*Stored data entries*
----
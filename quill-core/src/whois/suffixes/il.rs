//! ISOC-IL (.il): RIPE-style `key: value` objects, obfuscated e-mail
//! addresses and day-first validity dates.

use crate::whois::rules::{RuleSpec, Transform};
use crate::whois::ruleset::{FieldDelta, SuffixRules};

pub static IL: SuffixRules = SuffixRules {
    registry: "ISOC-IL",
    suffixes: &[
        "il", "co.il", "org.il", "net.il", "ac.il", "gov.il", "muni.il", "idf.il", "k12.il",
    ],
    fields: &[
        FieldDelta::replace(
            "domain_name",
            &[RuleSpec::text(r"^[ \t]*domain:[ \t]*(.+)").transform(Transform::Lowercase)],
        ),
        FieldDelta::replace("expiration_date", &[RuleSpec::date(r"validity:[ \t]*(.+)")]),
        FieldDelta::replace("registrant_name", &[RuleSpec::text(r"person:[ \t]*(.+)")]),
        FieldDelta::replace("address", &[RuleSpec::text(r"^[ \t]*address:[ \t]*(.+)")]),
        FieldDelta::replace("dnssec", &[RuleSpec::text(r"DNSSEC:[ \t]*(.+)")]),
        FieldDelta::replace("status", &[RuleSpec::text(r"^[ \t]*status:[ \t]*(.+)")]),
        FieldDelta::replace("phone", &[RuleSpec::text(r"phone:[ \t]*(.+)")]),
        FieldDelta::replace("fax", &[RuleSpec::text(r"fax-no:[ \t]*(.+)")]),
        FieldDelta::replace(
            "emails",
            &[RuleSpec::text(r"e-mail:[ \t]*(.+)").transform(Transform::Email)],
        ),
        FieldDelta::replace(
            "name_servers",
            &[RuleSpec::text(r"nserver:[ \t]*(.+)").transform(Transform::Lowercase)],
        ),
        FieldDelta::replace("registrar", &[RuleSpec::text(r"registrar name:[ \t]*(.+)")]),
        FieldDelta::replace("referral_url", &[RuleSpec::text(r"registrar info:[ \t]*(.+)")]),
        FieldDelta::replace("admin_id", &[RuleSpec::text(r"admin-c:[ \t]*(.+)")]),
        FieldDelta::replace("tech_id", &[RuleSpec::text(r"tech-c:[ \t]*(.+)")]),
        FieldDelta::replace("zone_id", &[RuleSpec::text(r"zone-c:[ \t]*(.+)")]),
        FieldDelta::replace("description", &[RuleSpec::text(r"descr:[ \t]*(.+)")]),
    ],
};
----
*EXERCISE OBJECTIVE*
Could you write out the full data verbatim?

*RESULT OF THIS TASK*
filename quill-core/src/whois/suffixes/il.rs
//! ISOC-IL (.il): RIPE-style `key: value` objects, obfuscated e-mail
//! addresses and day-first validity dates.

use crate::whois::rules::{RuleSpec, Transform};
use crate::whois::ruleset::{FieldDelta, SuffixRules};

pub static IL: SuffixRules = SuffixRules {
    registry: "ISOC-IL",
    suffixes: &[
        "il", "co.il", "org.il", "net.il", "ac.il", "gov.il", "muni.il", "idf.il", "k12.il",
    ],
    fields: &[
        FieldDelta::replace(
            "domain_name",
            &[RuleSpec::text(r"^[ \t]*domain:[ \t]*(.+)").transform(Transform::Lowercase)],
        ),
        FieldDelta::replace("expiration_date", &[RuleSpec::date(r"validity:[ \t]*(.+)")]),
        FieldDelta::replace("registrant_name", &[RuleSpec::text(r"person:[ \t]*(.+)")]),
        FieldDelta::replace("address", &[RuleSpec::text(r"^[ \t]*address:[ \t]*(.+)")]),
        FieldDelta::replace("dnssec", &[RuleSpec::text(r"DNSSEC:[ \t]*(.+)")]),
        FieldDelta::replace("status", &[RuleSpec::text(r"^[ \t]*status:[ \t]*(.+)")]),
        FieldDelta::replace("phone", &[RuleSpec::text(r"phone:[ \t]*(.+)")]),
        FieldDelta::replace("fax", &[RuleSpec::text(r"fax-no:[ \t]*(.+)")]),
        FieldDelta::replace(
            "emails",
            &[RuleSpec::text(r"e-mail:[ \t]*(.+)").transform(Transform::Email)],
        ),
        FieldDelta::replace(
            "name_servers",
            &[RuleSpec::text(r"nserver:[ \t]*(.+)").transform(Transform::Lowercase)],
        ),
        FieldDelta::replace("registrar", &[RuleSpec::text(r"registrar name:[ \t]*(.+)")]),
        FieldDelta::replace("referral_url", &[RuleSpec::text(r"registrar info:[ \t]*(.+)")]),
        FieldDelta::replace("admin_id", &[RuleSpec::text(r"admin-c:[ \t]*(.+)")]),
        FieldDelta::replace("tech_id", &[RuleSpec::text(r"tech-c:[ \t]*(.+)")]),
        FieldDelta::replace("zone_id", &[RuleSpec::text(r"zone-c:[ \t]*(.+)")]),
        FieldDelta::replace("description", &[RuleSpec::text(r"descr:[ \t]*(.+)")]),
    ],
};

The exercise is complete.